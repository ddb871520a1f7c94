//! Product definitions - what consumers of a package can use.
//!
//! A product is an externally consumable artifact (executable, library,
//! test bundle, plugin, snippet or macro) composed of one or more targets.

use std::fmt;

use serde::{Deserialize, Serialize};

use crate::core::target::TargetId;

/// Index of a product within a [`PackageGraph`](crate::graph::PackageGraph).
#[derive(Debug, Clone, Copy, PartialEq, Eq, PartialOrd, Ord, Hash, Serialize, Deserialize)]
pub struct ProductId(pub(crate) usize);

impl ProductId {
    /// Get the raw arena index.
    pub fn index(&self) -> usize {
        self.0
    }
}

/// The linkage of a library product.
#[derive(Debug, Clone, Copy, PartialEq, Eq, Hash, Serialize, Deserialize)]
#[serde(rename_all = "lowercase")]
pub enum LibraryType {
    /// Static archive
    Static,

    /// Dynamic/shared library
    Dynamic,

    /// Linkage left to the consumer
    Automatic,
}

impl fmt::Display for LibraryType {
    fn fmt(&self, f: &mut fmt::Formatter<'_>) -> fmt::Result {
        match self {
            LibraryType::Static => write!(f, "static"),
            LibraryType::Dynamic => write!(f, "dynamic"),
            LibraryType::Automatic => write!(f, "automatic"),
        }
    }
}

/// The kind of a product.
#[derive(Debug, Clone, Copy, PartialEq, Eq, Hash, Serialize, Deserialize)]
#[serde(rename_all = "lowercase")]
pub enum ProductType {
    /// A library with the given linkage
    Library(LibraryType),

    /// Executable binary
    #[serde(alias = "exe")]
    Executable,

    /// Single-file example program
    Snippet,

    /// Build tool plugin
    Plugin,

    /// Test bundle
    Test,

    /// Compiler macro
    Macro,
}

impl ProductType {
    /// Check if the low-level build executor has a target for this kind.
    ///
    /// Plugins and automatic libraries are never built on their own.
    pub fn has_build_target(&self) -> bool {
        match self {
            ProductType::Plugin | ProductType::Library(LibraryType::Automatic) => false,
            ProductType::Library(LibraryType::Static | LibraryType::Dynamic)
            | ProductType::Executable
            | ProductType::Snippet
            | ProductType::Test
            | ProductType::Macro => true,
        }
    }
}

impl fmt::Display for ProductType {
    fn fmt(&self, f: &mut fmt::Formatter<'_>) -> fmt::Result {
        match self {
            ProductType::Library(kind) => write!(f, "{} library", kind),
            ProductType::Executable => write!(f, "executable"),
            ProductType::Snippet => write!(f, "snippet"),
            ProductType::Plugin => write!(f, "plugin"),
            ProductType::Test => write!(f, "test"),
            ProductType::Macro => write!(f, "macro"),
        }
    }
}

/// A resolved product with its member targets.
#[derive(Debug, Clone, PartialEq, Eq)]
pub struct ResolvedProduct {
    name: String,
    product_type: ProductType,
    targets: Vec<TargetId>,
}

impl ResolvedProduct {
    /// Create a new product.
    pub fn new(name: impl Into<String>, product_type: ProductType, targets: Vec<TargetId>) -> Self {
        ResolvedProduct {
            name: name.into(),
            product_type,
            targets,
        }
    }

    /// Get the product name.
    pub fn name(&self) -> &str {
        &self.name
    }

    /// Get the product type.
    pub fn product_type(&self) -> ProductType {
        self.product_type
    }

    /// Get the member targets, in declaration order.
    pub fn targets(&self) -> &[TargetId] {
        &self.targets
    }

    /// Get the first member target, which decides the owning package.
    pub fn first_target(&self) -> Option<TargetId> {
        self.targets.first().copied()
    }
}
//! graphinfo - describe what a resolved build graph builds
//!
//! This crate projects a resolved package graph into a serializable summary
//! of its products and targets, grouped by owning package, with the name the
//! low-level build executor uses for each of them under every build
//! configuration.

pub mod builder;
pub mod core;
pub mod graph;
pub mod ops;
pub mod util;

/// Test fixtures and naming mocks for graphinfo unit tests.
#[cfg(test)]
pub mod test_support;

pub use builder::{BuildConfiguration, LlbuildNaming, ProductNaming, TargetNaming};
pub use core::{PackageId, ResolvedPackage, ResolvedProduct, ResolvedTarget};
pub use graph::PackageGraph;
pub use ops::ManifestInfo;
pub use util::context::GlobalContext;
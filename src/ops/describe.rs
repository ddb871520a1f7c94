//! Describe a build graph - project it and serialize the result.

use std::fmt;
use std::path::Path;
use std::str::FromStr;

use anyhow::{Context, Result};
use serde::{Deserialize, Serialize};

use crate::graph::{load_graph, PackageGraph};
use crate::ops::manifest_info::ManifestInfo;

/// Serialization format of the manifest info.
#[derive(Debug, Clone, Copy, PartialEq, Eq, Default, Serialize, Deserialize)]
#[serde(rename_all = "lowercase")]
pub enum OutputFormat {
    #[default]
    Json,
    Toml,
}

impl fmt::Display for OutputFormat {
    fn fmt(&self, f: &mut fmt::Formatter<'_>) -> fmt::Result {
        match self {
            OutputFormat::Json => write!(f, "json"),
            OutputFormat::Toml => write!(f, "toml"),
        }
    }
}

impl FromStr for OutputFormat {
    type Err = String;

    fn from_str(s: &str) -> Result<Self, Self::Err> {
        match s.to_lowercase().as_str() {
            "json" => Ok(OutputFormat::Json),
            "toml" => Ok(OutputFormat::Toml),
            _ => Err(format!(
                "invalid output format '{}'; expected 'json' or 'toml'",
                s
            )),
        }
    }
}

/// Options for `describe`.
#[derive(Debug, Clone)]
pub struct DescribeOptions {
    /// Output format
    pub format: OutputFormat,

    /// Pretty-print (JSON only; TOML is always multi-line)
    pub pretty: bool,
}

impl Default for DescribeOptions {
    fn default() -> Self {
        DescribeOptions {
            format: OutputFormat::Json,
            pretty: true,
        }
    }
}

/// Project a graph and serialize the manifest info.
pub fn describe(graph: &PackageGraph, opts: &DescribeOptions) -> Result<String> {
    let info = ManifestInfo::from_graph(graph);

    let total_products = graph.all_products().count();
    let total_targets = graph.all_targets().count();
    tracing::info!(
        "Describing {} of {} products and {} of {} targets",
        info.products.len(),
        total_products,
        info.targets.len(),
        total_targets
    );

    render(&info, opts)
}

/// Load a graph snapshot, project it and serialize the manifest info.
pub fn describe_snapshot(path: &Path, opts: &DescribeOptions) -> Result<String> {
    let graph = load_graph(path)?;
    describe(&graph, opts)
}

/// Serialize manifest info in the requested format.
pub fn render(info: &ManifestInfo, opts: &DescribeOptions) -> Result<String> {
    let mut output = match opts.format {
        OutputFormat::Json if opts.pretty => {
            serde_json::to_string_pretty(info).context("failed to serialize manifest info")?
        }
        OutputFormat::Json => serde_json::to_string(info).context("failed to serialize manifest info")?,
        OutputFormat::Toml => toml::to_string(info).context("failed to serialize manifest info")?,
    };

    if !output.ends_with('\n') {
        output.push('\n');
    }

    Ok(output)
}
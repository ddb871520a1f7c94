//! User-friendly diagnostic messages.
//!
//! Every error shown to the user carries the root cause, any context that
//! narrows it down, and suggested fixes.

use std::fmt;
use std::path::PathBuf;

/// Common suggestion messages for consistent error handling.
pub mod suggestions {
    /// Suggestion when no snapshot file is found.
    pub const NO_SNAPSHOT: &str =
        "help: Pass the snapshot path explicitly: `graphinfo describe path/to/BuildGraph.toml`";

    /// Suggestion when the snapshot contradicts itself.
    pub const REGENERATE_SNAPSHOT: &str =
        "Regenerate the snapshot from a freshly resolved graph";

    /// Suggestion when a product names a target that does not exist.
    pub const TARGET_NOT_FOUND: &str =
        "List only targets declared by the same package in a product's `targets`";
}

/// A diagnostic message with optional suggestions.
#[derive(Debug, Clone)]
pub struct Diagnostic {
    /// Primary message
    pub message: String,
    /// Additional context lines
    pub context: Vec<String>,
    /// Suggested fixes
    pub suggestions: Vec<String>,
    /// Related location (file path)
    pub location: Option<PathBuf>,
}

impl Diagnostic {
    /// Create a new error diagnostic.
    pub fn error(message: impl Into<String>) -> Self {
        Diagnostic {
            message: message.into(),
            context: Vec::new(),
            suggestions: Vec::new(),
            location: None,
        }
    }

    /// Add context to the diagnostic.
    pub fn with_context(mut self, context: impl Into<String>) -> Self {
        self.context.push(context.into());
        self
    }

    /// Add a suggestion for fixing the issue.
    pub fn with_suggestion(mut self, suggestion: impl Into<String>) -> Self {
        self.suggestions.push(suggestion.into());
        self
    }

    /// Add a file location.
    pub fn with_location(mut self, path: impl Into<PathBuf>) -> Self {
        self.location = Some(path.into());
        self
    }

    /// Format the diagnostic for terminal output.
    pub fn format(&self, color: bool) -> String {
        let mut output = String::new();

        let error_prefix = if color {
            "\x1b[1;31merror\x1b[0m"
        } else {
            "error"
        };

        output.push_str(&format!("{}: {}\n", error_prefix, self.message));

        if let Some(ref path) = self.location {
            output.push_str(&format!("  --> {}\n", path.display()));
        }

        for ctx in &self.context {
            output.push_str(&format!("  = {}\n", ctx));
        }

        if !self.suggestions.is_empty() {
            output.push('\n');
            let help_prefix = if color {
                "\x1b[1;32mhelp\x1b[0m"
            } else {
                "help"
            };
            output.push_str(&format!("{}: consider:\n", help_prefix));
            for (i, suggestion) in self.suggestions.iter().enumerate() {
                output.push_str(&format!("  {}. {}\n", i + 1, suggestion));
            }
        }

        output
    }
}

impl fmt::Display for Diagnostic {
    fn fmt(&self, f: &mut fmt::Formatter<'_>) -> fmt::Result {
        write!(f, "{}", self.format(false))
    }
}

**WORK REQUIRED:** Take every line above where "true" appears and copy it.

**YOUR RESPONSE:**
            | ProductType::Macro => true,
            pretty: true,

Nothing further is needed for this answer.